Dalam analisis Al-Jazeera, keadaan baru-baru ini menunjukkan bahwa momentum konflik cenderung berpihak kepada Israel. Sebelumnya, serangan Israel telah mengakibatkan banyak kerugian bagi Hizbollah, dengan lebih dari 1.500 anggota kelompok itu dinyatakan nonaktif akibat luka, serta sejumlah komandan yang tertangkap dalam serangan udara Israel. “Perang skala penuh terlihat lebih dekat daripada tahun lalu,” demikian disampaikan dalam laporan tersebut.
Menurut Kementerian Kesehatan Lebanon, serangan terbaru Israel ke Lebanon pada hari yang sama menyebabkan 72 orang tewas dan 223 lainnya luka-luka. Dengan total sekitar 641 korban jiwa dari pihak Lebanon akibat serangan militer Israel, konflik ini tidak hanya menambah angka kematian yang tragis tetapi juga mendesak komunitas internasional untuk bertindak.
Ketika situasi semakin mendesak, tiga negara Arab turut bersuara. Mereka mengeluarkan pernyataan yang mengecam serangan Israel ke Lebanon dan menyerukan penyelesaian yang damai. Di tengah ketegangan yang meningkat, pernyataan tegas dari negara-negara tetangga menunjukkan bahwa perang ini bukanlah sekedar konflik dua negara, tetapi juga berpotensi untuk memicu ketegangan regional yang lebih luas.

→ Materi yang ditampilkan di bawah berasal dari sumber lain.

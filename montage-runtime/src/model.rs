use crate::{Error, Transform};
use std::sync::Arc;

/// Weights at or below this are treated as zero (fully blended out).
pub const WEIGHT_EPSILON: f32 = 1.0e-5;

pub(crate) const TIME_EPSILON: f32 = 1.0e-6;

/// Jumping to a section end lands this far before the end, so the section is still current.
pub(crate) const SECTION_END_OFFSET: f32 = 1.0e-4;

pub const DEFAULT_BLEND_TIME: f32 = 0.25;
pub const DEFAULT_SLOT: &str = "DefaultSlot";
pub const DEFAULT_SECTION: &str = "Default";

/// Shape of a montage weight transition. Maps normalized blend time to normalized weight.
#[derive(Copy, Clone, Debug, Default, PartialEq)]
pub enum BlendCurve {
    #[default]
    Linear,
    EaseIn,
    EaseOut,
    EaseInOut,
    Sinusoidal,
    Bezier {
        cx1: f32,
        cy1: f32,
        cx2: f32,
        cy2: f32,
    },
}

impl BlendCurve {
    pub fn apply(self, alpha: f32) -> f32 {
        let t = alpha.clamp(0.0, 1.0);
        match self {
            BlendCurve::Linear => t,
            BlendCurve::EaseIn => t * t,
            BlendCurve::EaseOut => 1.0 - (1.0 - t) * (1.0 - t),
            BlendCurve::EaseInOut => t * t * (3.0 - 2.0 * t),
            BlendCurve::Sinusoidal => {
                ((t * std::f32::consts::PI - std::f32::consts::FRAC_PI_2).sin() + 1.0) * 0.5
            }
            BlendCurve::Bezier { cx1, cy1, cx2, cy2 } => {
                bezier_value(t, cx1, cy1, cx2, cy2)
            }
        }
    }

    pub fn validate(self) -> Result<(), Error> {
        if let BlendCurve::Bezier { cx1, cy1, cx2, cy2 } = self {
            let finite = [cx1, cy1, cx2, cy2].iter().all(|v| v.is_finite());
            if !finite || !(0.0..=1.0).contains(&cx1) || !(0.0..=1.0).contains(&cx2) {
                return Err(Error::InvalidValue {
                    message: "bezier blend curve control x values must be within [0, 1]"
                        .to_string(),
                });
            }
        }
        Ok(())
    }
}

const BEZIER_ITERATIONS: usize = 24;

// Cubic bezier from (0, 0) to (1, 1). The x axis is monotonic while both control x values stay
// in [0, 1], so bisection finds the curve parameter at `time` and y is read there.
fn bezier_value(time: f32, cx1: f32, cy1: f32, cx2: f32, cy2: f32) -> f32 {
    let axis = |t: f32, p1: f32, p2: f32| {
        let u = 1.0 - t;
        3.0 * u * u * t * p1 + 3.0 * u * t * t * p2 + t * t * t
    };
    let (mut lo, mut hi) = (0.0f32, 1.0f32);
    for _ in 0..BEZIER_ITERATIONS {
        let mid = (lo + hi) * 0.5;
        if axis(mid, cx1, cx2) < time {
            lo = mid;
        } else {
            hi = mid;
        }
    }
    axis((lo + hi) * 0.5, cy1, cy2)
}

/// A named span of a montage. `next_section` naming the section itself makes it loop.
#[derive(Clone, Debug, PartialEq)]
pub struct CompositeSection {
    pub name: String,
    pub start_time: f32,
    pub next_section: Option<String>,
}

impl CompositeSection {
    pub fn new(name: impl Into<String>, start_time: f32) -> Self {
        Self {
            name: name.into(),
            start_time,
            next_section: None,
        }
    }

    pub fn with_next(mut self, next: impl Into<String>) -> Self {
        self.next_section = Some(next.into());
        self
    }
}

#[derive(Copy, Clone, Debug, PartialEq, Eq)]
pub enum NotifyKind {
    /// Fires once when its trigger time is crossed.
    OneShot,
    /// Spans `[trigger_time, trigger_time + duration]` and gets begin/tick/end callbacks.
    State,
}

#[derive(Copy, Clone, Debug, Default, PartialEq, Eq)]
pub enum NotifyFilter {
    #[default]
    None,
    /// Passes only while the predicted LOD is below `filter_lod`.
    Lod { filter_lod: i32 },
}

/// A timed event embedded in a montage. Identity (the `Arc` pointer) is the dedup key for
/// state notifies.
#[derive(Clone, Debug, PartialEq)]
pub struct NotifyEvent {
    pub name: String,
    pub trigger_time: f32,
    pub duration: f32,
    pub kind: NotifyKind,
    pub trigger_weight_threshold: f32,
    pub filter: NotifyFilter,
    pub trigger_chance: f32,
    pub client_only: bool,
}

impl NotifyEvent {
    pub fn one_shot(name: impl Into<String>, trigger_time: f32) -> Self {
        Self {
            name: name.into(),
            trigger_time,
            duration: 0.0,
            kind: NotifyKind::OneShot,
            trigger_weight_threshold: WEIGHT_EPSILON,
            filter: NotifyFilter::None,
            trigger_chance: 1.0,
            client_only: false,
        }
    }

    pub fn state(name: impl Into<String>, trigger_time: f32, duration: f32) -> Self {
        Self {
            duration,
            kind: NotifyKind::State,
            ..Self::one_shot(name, trigger_time)
        }
    }

    pub fn with_weight_threshold(mut self, threshold: f32) -> Self {
        self.trigger_weight_threshold = threshold;
        self
    }

    pub fn with_lod_filter(mut self, filter_lod: i32) -> Self {
        self.filter = NotifyFilter::Lod { filter_lod };
        self
    }

    pub fn with_trigger_chance(mut self, chance: f32) -> Self {
        self.trigger_chance = chance;
        self
    }

    pub fn client_only(mut self) -> Self {
        self.client_only = true;
        self
    }

    pub fn is_state(&self) -> bool {
        self.kind == NotifyKind::State
    }

    pub fn end_time(&self) -> f32 {
        self.trigger_time + self.duration.max(0.0)
    }
}

/// Named sync point on the montage timeline.
#[derive(Clone, Debug, PartialEq)]
pub struct SyncMarker {
    pub name: String,
    pub time: f32,
}

impl SyncMarker {
    pub fn new(name: impl Into<String>, time: f32) -> Self {
        Self {
            name: name.into(),
            time,
        }
    }
}

/// A marker crossed during one `advance`.
#[derive(Clone, Debug, PartialEq)]
pub struct PassedMarker {
    pub name: String,
    pub time: f32,
}

#[derive(Clone, Copy, Debug, PartialEq)]
pub struct RootMotionKey {
    pub time: f32,
    pub transform: Transform,
}

/// Root bone transform over time. Sampled linearly and clamped to the key range.
#[derive(Clone, Debug, Default, PartialEq)]
pub struct RootMotionTrack {
    pub keys: Vec<RootMotionKey>,
}

impl RootMotionTrack {
    pub fn new(keys: Vec<RootMotionKey>) -> Self {
        Self { keys }
    }

    pub fn sample(&self, time: f32) -> Transform {
        let (Some(first), Some(last)) = (self.keys.first(), self.keys.last()) else {
            return Transform::IDENTITY;
        };
        if time <= first.time {
            return first.transform;
        }
        if time >= last.time {
            return last.transform;
        }
        let next = self.keys.partition_point(|key| key.time <= time);
        let (a, b) = (&self.keys[next - 1], &self.keys[next]);
        let span = b.time - a.time;
        if span <= TIME_EPSILON {
            return b.transform;
        }
        a.transform.lerp(&b.transform, (time - a.time) / span)
    }

    /// Root motion accumulated moving from `from` to `to`, in the space of the `from` sample.
    pub fn extract(&self, from: f32, to: f32) -> Transform {
        self.sample(to).relative_to(&self.sample(from))
    }
}

#[derive(Clone, Copy, Debug, PartialEq)]
pub struct CurveKey {
    pub time: f32,
    pub value: f32,
}

/// Named float track driven by a montage (material parameters, morph targets, gameplay
/// curves). Sampled linearly and clamped to the key range.
#[derive(Clone, Debug, Default, PartialEq)]
pub struct FloatCurve {
    pub name: String,
    pub keys: Vec<CurveKey>,
}

impl FloatCurve {
    pub fn new(name: impl Into<String>, keys: Vec<CurveKey>) -> Self {
        Self {
            name: name.into(),
            keys,
        }
    }

    pub fn sample(&self, time: f32) -> f32 {
        let (Some(first), Some(last)) = (self.keys.first(), self.keys.last()) else {
            return 0.0;
        };
        if time <= first.time {
            return first.value;
        }
        if time >= last.time {
            return last.value;
        }
        let next = self.keys.partition_point(|key| key.time <= time);
        let (a, b) = (self.keys[next - 1], self.keys[next]);
        let span = b.time - a.time;
        if span <= TIME_EPSILON {
            return b.value;
        }
        a.value + (b.value - a.value) * (time - a.time) / span
    }
}

/// Immutable montage asset. Shared between instances and snapshots as `Arc<MontageData>`.
#[derive(Clone, Debug, PartialEq)]
pub struct MontageData {
    pub name: String,
    pub length: f32,
    pub blend_in: f32,
    pub blend_out: f32,
    /// Time before the end at which an automatic blend-out starts. `None` uses `blend_out`.
    pub blend_out_trigger_time: Option<f32>,
    /// Overrides the runtime default blend curve.
    pub blend_curve: Option<BlendCurve>,
    pub rate_scale: f32,
    /// Playing a montage stops every other active montage of the same group.
    pub group: Option<String>,
    pub slots: Vec<String>,
    /// Slots whose track is layered additively over the blended base pose.
    pub additive_slots: Vec<String>,
    pub sections: Vec<CompositeSection>,
    pub notifies: Vec<Arc<NotifyEvent>>,
    pub markers: Vec<SyncMarker>,
    pub root_motion: Option<RootMotionTrack>,
    pub curves: Vec<FloatCurve>,
}

impl MontageData {
    pub fn new(name: impl Into<String>, length: f32) -> Self {
        Self {
            name: name.into(),
            length,
            blend_in: DEFAULT_BLEND_TIME,
            blend_out: DEFAULT_BLEND_TIME,
            blend_out_trigger_time: None,
            blend_curve: None,
            rate_scale: 1.0,
            group: None,
            slots: vec![DEFAULT_SLOT.to_string()],
            additive_slots: Vec::new(),
            sections: vec![CompositeSection::new(DEFAULT_SECTION, 0.0)],
            notifies: Vec::new(),
            markers: Vec::new(),
            root_motion: None,
            curves: Vec::new(),
        }
    }

    pub fn with_slots<I, S>(mut self, slots: I) -> Self
    where
        I: IntoIterator<Item = S>,
        S: Into<String>,
    {
        self.slots = slots.into_iter().map(Into::into).collect();
        self
    }

    /// Marks the tracks of `slots` additive, adding any slot the montage does not target yet.
    pub fn with_additive_slots<I, S>(mut self, slots: I) -> Self
    where
        I: IntoIterator<Item = S>,
        S: Into<String>,
    {
        for slot in slots.into_iter().map(Into::into) {
            if !self.targets_slot(&slot) {
                self.slots.push(slot.clone());
            }
            if !self.is_additive_in(&slot) {
                self.additive_slots.push(slot);
            }
        }
        self
    }

    pub fn with_blend_times(mut self, blend_in: f32, blend_out: f32) -> Self {
        self.blend_in = blend_in;
        self.blend_out = blend_out;
        self
    }

    pub fn with_sections(mut self, sections: Vec<CompositeSection>) -> Self {
        self.sections = sections;
        self
    }

    pub fn with_notify(mut self, notify: NotifyEvent) -> Self {
        self.notifies.push(Arc::new(notify));
        self
    }

    pub fn with_marker(mut self, marker: SyncMarker) -> Self {
        self.markers.push(marker);
        self
    }

    pub fn with_root_motion(mut self, track: RootMotionTrack) -> Self {
        self.root_motion = Some(track);
        self
    }

    pub fn with_curve(mut self, curve: FloatCurve) -> Self {
        self.curves.push(curve);
        self
    }

    pub fn with_group(mut self, group: impl Into<String>) -> Self {
        self.group = Some(group.into());
        self
    }

    pub fn validate(&self) -> Result<(), Error> {
        let invalid = |message: String| Err(Error::InvalidValue { message });

        if !self.length.is_finite() || self.length <= 0.0 {
            return invalid(format!("montage '{}' must have a positive length", self.name));
        }
        for (label, value) in [("blend in", self.blend_in), ("blend out", self.blend_out)] {
            if !value.is_finite() || value < 0.0 {
                return invalid(format!(
                    "montage '{}' {label} time must be finite and >= 0",
                    self.name
                ));
            }
        }
        if !self.rate_scale.is_finite() {
            return invalid(format!("montage '{}' rate scale must be finite", self.name));
        }
        if self.slots.is_empty() {
            return invalid(format!("montage '{}' targets no slots", self.name));
        }
        if self.sections.is_empty() {
            return invalid(format!("montage '{}' has no sections", self.name));
        }
        let mut previous_start = f32::NEG_INFINITY;
        for section in &self.sections {
            if !(0.0..self.length).contains(&section.start_time)
                || section.start_time <= previous_start
            {
                return invalid(format!(
                    "section '{}' of montage '{}' must start inside the montage, after the previous section",
                    section.name, self.name
                ));
            }
            previous_start = section.start_time;
            if let Some(next) = &section.next_section {
                if self.section_index(next).is_none() {
                    return Err(Error::InvalidSection {
                        montage: self.name.clone(),
                        section: next.clone(),
                    });
                }
            }
        }
        if let Some(slot) = self.additive_slots.iter().find(|s| !self.targets_slot(s)) {
            return invalid(format!(
                "montage '{}' marks slot '{slot}' additive but does not target it",
                self.name
            ));
        }
        for curve in &self.curves {
            let ordered = curve.keys.windows(2).all(|pair| pair[0].time <= pair[1].time);
            let finite = curve
                .keys
                .iter()
                .all(|key| key.time.is_finite() && key.value.is_finite());
            if !ordered || !finite {
                return invalid(format!(
                    "curve '{}' of montage '{}' needs finite keys in time order",
                    curve.name, self.name
                ));
            }
        }
        if let Some(curve) = self.blend_curve {
            curve.validate()?;
        }
        Ok(())
    }

    pub fn section_index(&self, name: &str) -> Option<usize> {
        self.sections.iter().position(|s| s.name == name)
    }

    /// Section containing `time`: the last one whose start is at or before it.
    pub fn section_index_at(&self, time: f32) -> Option<usize> {
        if !(0.0..=self.length).contains(&time) {
            return None;
        }
        self.sections
            .iter()
            .rposition(|s| s.start_time <= time + TIME_EPSILON)
    }

    pub fn section_range(&self, index: usize) -> Option<(f32, f32)> {
        let start = self.sections.get(index)?.start_time;
        let end = self
            .sections
            .get(index + 1)
            .map(|s| s.start_time)
            .unwrap_or(self.length);
        Some((start, end))
    }

    pub fn section_length(&self, index: usize) -> f32 {
        self.section_range(index)
            .map(|(start, end)| end - start)
            .unwrap_or(0.0)
    }

    pub fn has_root_motion(&self) -> bool {
        self.root_motion.is_some()
    }

    pub fn targets_slot(&self, slot: &str) -> bool {
        self.slots.iter().any(|s| s == slot)
    }

    pub fn is_additive_in(&self, slot: &str) -> bool {
        self.additive_slots.iter().any(|s| s == slot)
    }
}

Disisi lain, laporan media menunjukkan bahwa serangan Israel tidak hanya menargetkan Hizbollah tetapi juga menimbulkan dampak besar bagi warga sipil di Lebanon. Hal ini adalah pengingat bahwa dalam setiap konflik bersenjata, dampak kepada masyarakat sipil sering kali menjadi yang paling parah, dan melukai jalinan sosial yang telah ada.
Dalam setiap langkah menuju kemungkinan invasi darat, isu kemanusiaan selalu menjadi hal penting. Kondisi di Lebanon yang sudah terdesak oleh krisis ekonomi dan politik, serta dampak pandemi COVID-19 yang belum sepenuhnya pulih, menambah kompleksitas situasi ini.
Integrasi dari semua bencana ini menjadikan penyelesaian diplomatik sebagai opsi yang paling diinginkan, meskipun sepertinya itu adalah jalan yang semakin sulit untuk dicapai. Ketidakpastian dan ketegangan yang mengelilingi konflik ini menunjukkan bahwa situasi di kawasan tersebut terus dipantau oleh berbagai pihak global, mengingat banyaknya implikasi yang dapat ditimbulkan.
Dengan semua perkembangan ini, dunia kini menunggu langkah selanjutnya dari Israel dan Hizbollah. Di tengah seruan gencatan senjata dan upaya diplomatik, satu hal yang jelas: ketegangan di perbatasan Israel dan Lebanon akan terus menjadi fokus perhatian global, dengan potensi ancaman akan meletusnya konflik besar yang mendalam.